We acknowledge that this difference may be mitigated if re-adjusting the goal is too costly. E.g., subjects affected by self-image concerns may avoid changing the goal if this is associated with a (costly) feeling of being undisciplined.
Another channel that could confound our interpretation of the treatment effect is uncertainty. The possibility to change the level of the goal could be beneficial (even from the perspective of “self zero”) as subjects can adjust to unforeseen events. Alternatively, subjects could be initially uncertain of their energy-savings potential and learning over time causes them to re-adjust and set a more adequate goal. We plan to address these alternative explanations in an explorative analysis.
3) Control Group:
Subjects in this group do not receive the possibility to set electricity consumption goals and are only asked to make a photo of their meter every 4 weeks.

Additional financial incentive to conserve energy:
At the beginning of month 4, subjects in every group are randomly assigned to an additional financial incentive to conserve energy. With a probability of 50% the subject is informed that she participates in an additional lottery. If she wins the lottery, she receives 1 Euro per kilowatt hour saved in month 4 relative to her electricity consumption in month 3. The chances to win in the lottery are calculated based on the current number of app users and are communicated to the subject. The total amount she may receive is limited to 100 Euros. Prizes are paid out in the form of vouchers for the online shop Amazon.com. This additional monetary incentive allows to compare the effectiveness of our non-price intervention (goal setting) to an increase (in expectation) in the price of electricity. Moreover, we intent to estimate own-price elasticities using this exogenous variation in prices.

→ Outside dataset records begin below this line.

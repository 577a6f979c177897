//! Error types for um-core

use thiserror::Error;

/// Core error type for unimeta
#[derive(Error, Debug)]
pub enum CoreError {
    /// E001: Configuration file not found
    #[error("[E001] Config file not found: {path}")]
    ConfigNotFound { path: String },

    /// E002: Failed to parse configuration file
    #[error("[E002] Failed to parse config {path}: {message}")]
    ConfigParseError { path: String, message: String },

    /// E003: Invalid configuration value
    #[error("[E003] Invalid config: {message}")]
    ConfigInvalid { message: String },

    /// E004: Projects directory not found
    #[error("[E004] Projects directory not found: {path}")]
    ProjectsDirNotFound { path: String },

    /// E005: Two project roots slugify to the same id
    #[error("[E005] Duplicate project id '{id}' declared by {path1} and {path2}")]
    DuplicateProject {
        id: String,
        path1: String,
        path2: String,
    },

    /// E006: Project descriptor could not be parsed
    #[error("[E006] Failed to parse project descriptor {path}: {message}")]
    DescriptorParseError { path: String, message: String },

    /// M001: Project has no build manifest
    #[error("[M001] Manifest not found for project '{project}': {path}")]
    ManifestMissing { project: String, path: String },

    /// M002: Build manifest present but unreadable
    #[error("[M002] Failed to parse manifest {path}: {message}")]
    ManifestParseError { path: String, message: String },

    /// M003: Catalog present but unreadable
    #[error("[M003] Failed to parse catalog {path}: {message}")]
    CatalogParseError { path: String, message: String },

    /// E014: IO error
    #[error("[E014] IO error: {0}")]
    Io(#[from] std::io::Error),

    /// E016: IO error with file path context
    #[error("[E016] Failed to read '{path}': {source}")]
    IoWithPath {
        path: String,
        source: std::io::Error,
    },

    /// E015: YAML parse error
    #[error("[E015] YAML parse error: {0}")]
    YamlParse(#[from] serde_yaml::Error),

    /// JSON serialization/deserialization error
    #[error("JSON error: {0}")]
    Json(#[from] serde_json::Error),
}

/// Result type alias for CoreError
pub type CoreResult<T> = Result<T, CoreError>;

At the end of the experiment, subjects are invited to participate in an online survey. The survey elicits time preferences, loss aversion, price beliefs and further subject-specific characteristics.

While every subject is only part of the experiment for four months and group 1) and 2) subjects experience the intervention for three months, the total period of our trial is five months due to a one-month registration period. This implies that subjects who sign up directly at the beginning of the trial finish the experiment four months after trial start. Subjects who sign up one month after the beginning of the trial finish the experiment five months after trial start.

Control group outside of the mobile app:
To get an indication of monthly energy consumption of households not using the mobile application, we gather consumption data of an additional sample. In July and August 2017, randomly selected households in the city of Münster were invited by mail to participate in a research project. For the purpose of our experiment, these households will receive an e-mail invitation to answer two surveys. The first survey takes place at the same date when the experiment in the mobile application starts and asks subjects to report their meter reading. The second survey is sent out four months later and again asks for the meter reading. The second survey also includes the same questions as the survey answered by the subjects in the mobile application. The difference between the meter reading in survey 1 and 2 provides us with an indication of the electricity consumption of households not using the mobile application.
Randomization Method
Randomization done by mobile application.
Randomization Unit
Was the treatment clustered?

Experiment Characteristics

Sample size: planned number of clusters
Given estimations from the utility provider, we expect 5,000 households to use the new function.
Sample size: planned number of observations
Given estimations from the utility provider, we expect 5,000 households to use the new function.
Sample size (or number of clusters) by treatment arms
Without attrition, we have 1,667 observations per experimental group in month 1, 2 and 3. In month 4 we would have 833 subjects per experimental group.
Minimum detectable effect size for main outcomes (accounting for sample design and clustering)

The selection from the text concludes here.